Do you recall the California gold rush from your fourth grade history class? At the time, people from all over the world headed to Northern California to make it big.

Today, Argentina is the “new California” and the new “gold” are vineyards planted in regions with the right soil, exposure, and access to water to assure quality wine.

… and what’s really interesting is that “Old World” wineries are seeking out these regions, and often, the wine produced is a blend of what is best of the Old and New World.

This is the case with Bodega DiamAndes — the same quality one would expect from Bordeaux (the original family vineyard is in Graves) with its structure and tradition of French oak, yet with the more assured ripeness of Argentina.


So tonight I just finished a fabulous wine pairing dinner hosted by Bruno LaPlane, General Manager., where guests learned the history of Bodega DiamAndes and had the opportunity to taste some of their wines.

It all started in 1996, when Alfred-Alexandre and MIchele Bonnie (owners of Bodega DiamAndes) purchased Chateau Malartic-Lagraviere, Grand Cru Classe de Graves.

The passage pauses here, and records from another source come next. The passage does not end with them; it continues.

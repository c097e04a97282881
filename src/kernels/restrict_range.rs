//! Clamp to `[lower, upper]`

use crate::simd::dispatch::LaneKernel;
use crate::simd::lanes::{Access, Lanes, Segment};

struct RestrictRange {
    src: *const f32,
    size: usize,
    lower: f32,
    upper: f32,
    dst: *mut f32,
}

impl LaneKernel for RestrictRange {
    #[inline(always)]
    unsafe fn vector<L: Lanes>(&self) {
        let lo = L::splat(self.lower);
        let hi = L::splat(self.upper);
        let access = Access::probe::<L>(&[self.src, self.dst.cast_const()], &[]);
        Segment::new(self.size, L::WIDTH).for_each::<L>(access, |c| {
            c.store::<L>(self.dst, L::min(L::max(c.load::<L>(self.src), lo), hi));
        });
    }

    unsafe fn scalar(&self) {
        for i in 0..self.size {
            *self.dst.add(i) = (*self.src.add(i)).max(self.lower).min(self.upper);
        }
    }
}

raw_entry! {
    /// `dst[i] = min(max(src[i], lower), upper)`.
    ///
    /// # Safety
    /// - `src`, `dst` point to `size` floats; `dst` may alias `src`
    /// - `lower <= upper`
    pub unsafe fn restrict_range(
        src: *const f32,
        size: usize,
        lower: f32,
        upper: f32,
        dst: *mut f32,
    ) => {
        debug_assert!(lower <= upper, "empty range [{lower}, {upper}]");
        RestrictRange { src, size, lower, upper, dst }
    }
}

#[cfg(test)]
mod tests {
    use super::*;
    use crate::simd::dispatch::Dispatch;
    use crate::test_util::*;

    fn run(table: &Dispatch, src: &[f32], lower: f32, upper: f32) -> Vec<f32> {
        let mut dst = vec![f32::NAN; src.len()];
        unsafe {
            restrict_range_with(table, src.as_ptr(), src.len(), lower, upper, dst.as_mut_ptr());
        }
        dst
    }

    #[test]
    fn test_scenario() {
        let src = [-1.0f32, 0.0, 3.0, 6.0, 9.0];
        for (name, table) in tables() {
            assert_eq!(run(&table, &src, 0.0, 6.0), [0.0, 0.0, 3.0, 6.0, 6.0], "{name}");
        }
    }

    #[test]
    fn test_every_width_matches_scalar() {
        for size in boundary_sizes() {
            let src = random_vec(size, size as u64);
            let expected = run(&Dispatch::scalar(), &src, -0.5, 1.25);
            for (name, table) in tables() {
                for shift in [0usize, 3] {
                    let src = Shifted::new(&src, shift);
                    let mut dst = Shifted::new(&vec![0.0; size], shift);
                    unsafe {
                        restrict_range_with(
                            &table,
                            src.as_ptr(),
                            size,
                            -0.5,
                            1.25,
                            dst.as_mut_ptr(),
                        );
                    }
                    assert_eq!(dst.as_slice(), expected, "{name} size={size} shift={shift}");
                }
            }
        }
    }

    #[test]
    fn test_idempotent_in_place() {
        let mut buf = random_vec(45, 4);
        unsafe { restrict_range(buf.as_ptr(), buf.len(), -1.0, 1.0, buf.as_mut_ptr()) };
        let once = buf.clone();
        unsafe { restrict_range(buf.as_ptr(), buf.len(), -1.0, 1.0, buf.as_mut_ptr()) };
        assert_eq!(buf, once);
        assert!(buf.iter().all(|x| (-1.0..=1.0).contains(x)));
    }
}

In 2005 they acquired Chateau Gazin Rocquencourt, 28 hectares situated next to Malartic-Lagraviere, and that same year, purchased 115 hectares within Clos de los Siete in Argentina (with an additional 20 hectares to be planted later) which was started by wine consultant Michel Rolland in 1998. DiamAndes gets its name from the way the Andes Mountain reflects on a nearby lake, sparkling like a diamond.

Tonight we tasted several red and white wines, most aged in French oak barrels (on average, a third new) for twenty months. Yet even the stainless steel tanks have a certain savoir fare, as their technology (unique to DiamAndes, Vega Sicilia, and Chateau Gazin Rocquencourt) consists of a 5cm thick layer of polyurethane applied between the double skins of the tanks that cushions the contractions and expansions that are produced in the tanks with changes of temperature experienced during fermentation.

My favorite wine of the evening was the DiamAndes Gran Reserva 2007, the first wine produced by this promising vineyard with the help of Michel Rolland: it is a blend of 70% Malbec and 30% Cabernet. The 130ÔÇÉhectare (321 acres) vineyard, of which 111 ha are currently cultivated, is set at an altitude of 1100m (3600 feet).

It is planted with a majority of Malbec and some Cabernet Sauvignon, Merlot, Syrah, Petit Verdot as well as Chardonnay and Viognier that will be used for futurewines. The wines are fermented in stainless steel tanks with unique & innovative temperature control technology found in very few other renowned wineries around the world for optimum conditions.

The wines are then matured in French oak barrels from the finest French coopers, in a circular temperature and humidity controlled barrel hallwith a capacity of up to 2800 barrels.

Bruno himself poured me a glass of the 2010 Malbec, and one of the first things I noticed was that it  immediately expressed the potential to age. I liked the Chardonnay and Viognier as well, with the Viognier being a style similiar to what one might find in the Southern Rhone, rich and ripe with restrained fruit.

Quite a few celebrities of the wine world at the dinner at NYC Nuela that night, including a few very active in the Bordeaux trade.  The wines are available in NYC and elsewhere and represent the top eschelon of Malbec in Argentina.